– Ещё бы.
– А где ваш баталионный Воейков, что Пассека арестовал?
– Представь, вздумал на Литейном гренадёр, чтоб не шли сюда, бранить и по ружьям рубить. Те рыкнули и кинулись на него со штыками…
– И что ж?
– Ускакал – по брюхо коня – в Фонтанку, не достали.
– А эти кто?
– Дашкова… Панин… гетман Разумовский…
К собору наспевали известные городу вельможи и жёны сановников. Фонвизин также протискался на паперть. Голова его кружилась. Он слушал и не верил своим ушам. В раскрытую дверь церкви были видны ярко горевшие лампады и свечи. С клубами дыма доносились громкие возгласы протодиакона:
– Ещё молимся о благочестивейшей, самодержавнейшей, великой государыне… императрице Екатерине Алексеевне… и о наследнике ея Павле Петровиче…
Хор певчих подхватывал. И никогда клирное пение не казалось Фонвизину так сладко, как теперь.
«Боже! Какие события! – думал он, со слезами восторга не видя вокруг себя никого. – Чаял ли, ожидал ли кто так скоро?».
Он вынул платок, отёр глаза и раскрасневшееся лицо – и оглянулся.
У зелёной, развесистой липы на Невском, стиснутый задыхавшеюся от жары и давки толпой, стоял близ церковной ограды знакомый, атлетического вида, господин. Плотные плечи высились над устремлёнными к церкви головами; поярковый, порыжелый от ветра треугол был сдвинут на затылок; суровое, в морщинках, лицо изображало недоумение и радостный испуг.
«Михайло Васильич! Он ли это?» – подумал Фонвизин, вспоминая последнее свидание с Ломоносовым, тосты в честь императрицы и приглашение на именины дяди.
«Боже! Какое совпадение! – сказал себе юноша, протискиваясь из ограды на Невский. – Как раз в этот день…»

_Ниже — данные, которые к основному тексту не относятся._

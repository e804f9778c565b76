//! Application-wide error hierarchy.
//!
//! Library crates keep their own error enums; the app layer converts them
//! into [`AppError`], whose `user_message()` is what ends up on screen.

use thiserror::Error;

#[derive(Debug, Error)]
pub enum AppError {
    #[error("Network error: {0}")]
    Network(#[from] NetworkError),

    #[error("Configuration error: {0}")]
    Config(#[from] ConfigError),

    #[error("Weather error: {0}")]
    Weather(#[from] WeatherError),

    #[error("Location error: {0}")]
    Location(#[from] LocationError),

    #[error("{0}")]
    Other(#[from] anyhow::Error),
}

impl AppError {
    /// Short, non-technical message for the error banner.
    pub fn user_message(&self) -> &'static str {
        match self {
            AppError::Network(e) => e.user_message(),
            AppError::Config(e) => e.user_message(),
            AppError::Weather(e) => e.user_message(),
            AppError::Location(e) => e.user_message(),
            AppError::Other(_) => "An unexpected error occurred. Please try again.",
        }
    }
}

/// Transport and protocol failures
#[derive(Debug, Error)]
pub enum NetworkError {
    #[error("Connection failed: {0}")]
    ConnectionFailed(String),

    #[error("Request timed out")]
    Timeout,

    #[error("Server error: {status} - {message}")]
    ServerError { status: u16, message: String },

    #[error("Invalid response: {0}")]
    InvalidResponse(String),
}

impl NetworkError {
    pub fn user_message(&self) -> &'static str {
        match self {
            NetworkError::ConnectionFailed(_) => {
                "Unable to connect. Check your internet connection."
            }
            NetworkError::Timeout => "The weather service did not answer in time.",
            NetworkError::ServerError { status, .. } if *status >= 500 => {
                "The weather service is having problems. Please try again later."
            }
            NetworkError::ServerError { status: 401, .. } => {
                "The weather service rejected the API key. Check your settings."
            }
            NetworkError::ServerError { .. } => "Failed to load weather data.",
            NetworkError::InvalidResponse(_) => "Failed to load weather data.",
        }
    }
}

#[derive(Debug, Error)]
pub enum ConfigError {
    #[error("Missing required setting: {0}")]
    MissingSetting(String),
}

impl ConfigError {
    pub fn user_message(&self) -> &'static str {
        match self {
            ConfigError::MissingSetting(_) => "An API key is missing. Check your settings.",
        }
    }
}

/// Domain failures of a weather lookup
#[derive(Debug, Error)]
pub enum WeatherError {
    #[error("City not found: {0}")]
    CityNotFound(String),

    #[error("Could not determine city: {0}")]
    ResolveFailed(String),
}

impl WeatherError {
    pub fn user_message(&self) -> &'static str {
        match self {
            WeatherError::CityNotFound(_) => "City not found. Check the name and try again.",
            WeatherError::ResolveFailed(_) => {
                "Could not determine your city. Enter a city name instead."
            }
        }
    }
}

/// Failures obtaining the device position
#[derive(Debug, Error)]
pub enum LocationError {
    #[error("Position unavailable")]
    Unavailable,

    #[error("Timed out")]
    Timeout,

    #[error("{0}")]
    Other(String),
}

impl LocationError {
    pub fn user_message(&self) -> &'static str {
        match self {
            LocationError::Unavailable | LocationError::Other(_) => {
                "Your location is unavailable. Enter a city name instead."
            }
            LocationError::Timeout => "Finding your location took too long. Enter a city name.",
        }
    }
}

/// Classify a `reqwest` failure by its cause.
pub trait ReqwestErrorExt {
    fn into_network_error(self) -> NetworkError;
}

impl ReqwestErrorExt for reqwest::Error {
    fn into_network_error(self) -> NetworkError {
        if self.is_timeout() {
            NetworkError::Timeout
        } else if self.is_decode() {
            NetworkError::InvalidResponse(self.to_string())
        } else if let Some(status) = self.status() {
            NetworkError::ServerError {
                status: status.as_u16(),
                message: self.to_string(),
            }
        } else {
            NetworkError::ConnectionFailed(self.to_string())
        }
    }
}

Под липой действительно стоял Ломоносов.
– Карету государыни, карету! – крикнули в это время от собора.
Ряды войск, тесня и сдерживая народ, раздвинулись.
– Место, место!
– Куда поехали?
– В новый дворец! В короне!..
– Врёшь!.. Что рот раскрыл? Пушка вкатит! Да не толкайся, желтоглазый, ребро сломаешь!..
– Эх, люди, право! Лезут!..
– Ой, руку отдавили! Ноженьку…
Толпа, хлынув от площади, разорвалась на два течения. Одно, волнуясь и кружась, захватило и повлекло влево по Невскому тех, кто стоял у сада гетмана. Другое потащило вдоль Конюшенных тех, кто находился правее против собора.
Фонвизин, приплюснутый меж бородами, пахнувшим ворванью и москателью лавочником и толстою, красной как рак попадьёй, увидел издали, в облаке пыли, раз и другой мелькнувшие плечи и шляпу Ломоносова. Он попробовал освободиться, но тщетно. Бурный народный поток, сжав его, как в тисках, уносил его дальше и дальше вперёд. Ломоносову бросилось в глаза взволнованное лицо Пчёлкиной. Она стояла на чьём-то крыльце, сумрачно, недовольно глядя на бежавшую мимо неё толпу…
Екатерина проехала в новый, ещё не освобождённый от лесов, Зимний дворец. Здесь, окружённая свитой, она показалась народу с сыном в верхнем, и теперь существующем фонарике, над правым крыльцом.
– Манифест пишут, совещаются, – стало слышно в толпе. – В старый дворец созван сенат и синод.
Подъезжали новые экипажи, скакали верховые.
Глухо гремя тяжёлыми колёсами и лафетами, на площадь въехала артиллерия. Пушки разместились по углам площади и у въездов в ближние улицы.
Ломоносов стоял у Адмиралтейства. Он видел, как с портфелью под мышкой, трусцой, на длинных, юрких ножках прошёл в дворцовые ворота любимец гетмана – президента академии, Григорий Теплов.
«Вот чьё перо понадобилось в столь важный момент! – с горечью подумал Ломоносов о своём давнем недруге. – Напредки сведом буду… Немного хорошего предвещают негоции с таким конфидентом[288]… Пора, знать, и восвояси».
Он сходил домой, наскоро пообедал и опять вышел на улицу. Но не успел он добраться до Гороховой, как народ снова откуда-то хлынул и его увлёк ко дворцу. Вечером площадь огласилась новыми громкими криками – Екатерина села в карету. Провожаемая войском, она ехала к старому елисаветинскому дворцу.